It is always safe to make
predictions about what the future will be like in ten years, because if it
turns out that you were wrong, the odds are no one will remember. If it turns out that you were right,
you can seize the opportunity to remind everyone of your remarkable prescience.
With that as prologue, I will start by revisiting a prediction I made sixteen
years ago about a date still six years from now. In April of 1998, at a
conference entitled NEXTMED: The Future of Medicine, I made a
prediction for the year 2020 (20/20 vision was a popular theme in the futurist
business back then). Actually I made several predictions, but I have carefully
selected the one which has the best chance of proving accurate. In my talk I
included the Ebola virus as an example of the progress I foresaw in our ability
to respond to future threats:
Immunology at
the Rainbow’s End: A Push-Button Vaccine Machine
It is a few years off, but
obviously the science of predicting protein structure from a gene sequence is
moving rapidly; and, well within the time frame spanned by this talk, it will
be a reality. At that point, the window will slam shut on the possibility of
our being overrun by a third-world virus, another HIV or, worse, a more
widespread and contagious Ebola.

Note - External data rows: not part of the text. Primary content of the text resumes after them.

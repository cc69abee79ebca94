use crate::config::Config;
use crate::corpus::{CorpusSource, RemoteCorpus, SessionCorpus};
use crate::data::WordEntry;
use crate::favorites::FavoritesStore;
use crate::history::HistoryStore;
use crate::lookup::{DictionaryApiClient, WordLookup};
use crate::remote::{HttpDocumentStore, RemoteDocumentStore};
use crate::state::{AppStore, AuthAction};
use crate::storage::{FileStore, KeyValueStore};
use crate::sync::WordListSynchronizer;
use crate::user_words::UserWordStore;
use serde::Serialize;
use std::sync::Arc;
use tracing::info;

/// Result of searching for a word to add to the user's list.
#[derive(Debug, Clone, PartialEq, Eq, Serialize)]
#[serde(tag = "outcome", rename_all = "snake_case")]
pub enum SearchOutcome {
    Blank,
    NotFound { word: String },
    Added { entry: WordEntry },
    AlreadyKnown { entry: WordEntry },
}

/// Everything the application needs, wired around one shared [`AppStore`].
pub struct Dictionary {
    app: AppStore,
    lookup: Arc<dyn WordLookup>,
    user_words: Arc<UserWordStore>,
    synchronizer: WordListSynchronizer,
    favorites: FavoritesStore,
    history: HistoryStore,
}

/// Pluggable backends for [`Dictionary::with_parts`].
pub struct Parts {
    pub local: Arc<dyn KeyValueStore>,
    pub lookup: Arc<dyn WordLookup>,
    pub corpus: Arc<dyn CorpusSource>,
    pub remote: Option<Arc<dyn RemoteDocumentStore>>,
}

impl Dictionary {
    pub fn from_config(config: &Config) -> Result<Self, reqwest::Error> {
        let lookup = DictionaryApiClient::new(
            config.lookup_base_url.clone(),
            config.request_timeout,
            config.lookup_cache_capacity,
        )?;
        let corpus = SessionCorpus::new(RemoteCorpus::new(
            config.corpus_url.clone(),
            config.request_timeout,
        )?);
        let remote: Option<Arc<dyn RemoteDocumentStore>> = match &config.remote_documents_url {
            Some(url) => Some(Arc::new(HttpDocumentStore::new(
                url.clone(),
                config.request_timeout,
            )?)),
            None => None,
        };
        info!(
            data_dir = %config.data_dir.display(),
            remote = remote.is_some(),
            "dictionary configured"
        );
        Ok(Self::with_parts(
            config,
            Parts {
                local: Arc::new(FileStore::new(config.data_dir.clone())),
                lookup: Arc::new(lookup),
                corpus: Arc::new(corpus),
                remote,
            },
        ))
    }

    pub fn with_parts(config: &Config, parts: Parts) -> Self {
        let app = AppStore::new();
        let user_words = Arc::new(UserWordStore::new(parts.local.clone()));
        let synchronizer = WordListSynchronizer::new(
            app.clone(),
            user_words.clone(),
            parts.corpus,
            parts.lookup.clone(),
            config.page_size,
            config.batch_size,
        );
        let favorites = FavoritesStore::new(app.clone(), parts.local.clone(), parts.remote.clone());
        let history = HistoryStore::new(
            app.clone(),
            parts.local,
            parts.remote,
            config.history_policy,
        );
        Self {
            app,
            lookup: parts.lookup,
            user_words,
            synchronizer,
            favorites,
            history,
        }
    }

    pub fn store(&self) -> &AppStore {
        &self.app
    }

    pub fn words(&self) -> &WordListSynchronizer {
        &self.synchronizer
    }

    pub fn user_words(&self) -> &UserWordStore {
        &self.user_words
    }

    pub fn favorites(&self) -> &FavoritesStore {
        &self.favorites
    }

    pub fn history(&self) -> &HistoryStore {
        &self.history
    }

    /// Loads favorites and history into state.
    pub async fn restore(&self) {
        tokio::join!(self.favorites.load(), self.history.load());
    }

    /// Looks `term` up and, when the dictionary knows it, adds its canonical
    /// spelling to the user's word list.
    pub async fn search(&self, term: &str) -> SearchOutcome {
        let term = term.trim().to_lowercase();
        if term.is_empty() {
            return SearchOutcome::Blank;
        }
        let Some(entry) = self
            .lookup
            .lookup(&term)
            .await
            .and_then(|entries| entries.into_iter().next())
        else {
            return SearchOutcome::NotFound { word: term };
        };
        if self.user_words.add(&entry.word) {
            SearchOutcome::Added { entry }
        } else {
            SearchOutcome::AlreadyKnown { entry }
        }
    }

    /// Looks `word` up and records the visit in history when it is found.
    pub async fn define(&self, word: &str) -> Option<Vec<WordEntry>> {
        let entries = self.lookup.lookup(word).await?;
        if let Some(first) = entries.first() {
            self.history.add(&first.word).await;
        }
        Some(entries)
    }

    pub fn sign_in(&self, user: impl Into<String>) {
        self.app.dispatch(AuthAction::SignedIn(user.into()));
    }

    pub fn sign_out(&self) {
        self.app.dispatch(AuthAction::SignedOut);
    }

    pub fn continue_as_guest(&self) {
        self.app.dispatch(AuthAction::ContinueAsGuest);
    }
}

Within days of the first cases being picked
up, a blood sample of a victim would be sufficient to do a full genomic
analysis of the pathogen, the pathogen’s proteins would be fully analyzed both
for their function and their antigenicity, the most antigenic regions would
then be synthesized with an appropriate adjuvant, and a very effective vaccine
would be coming off the production line a week or two later.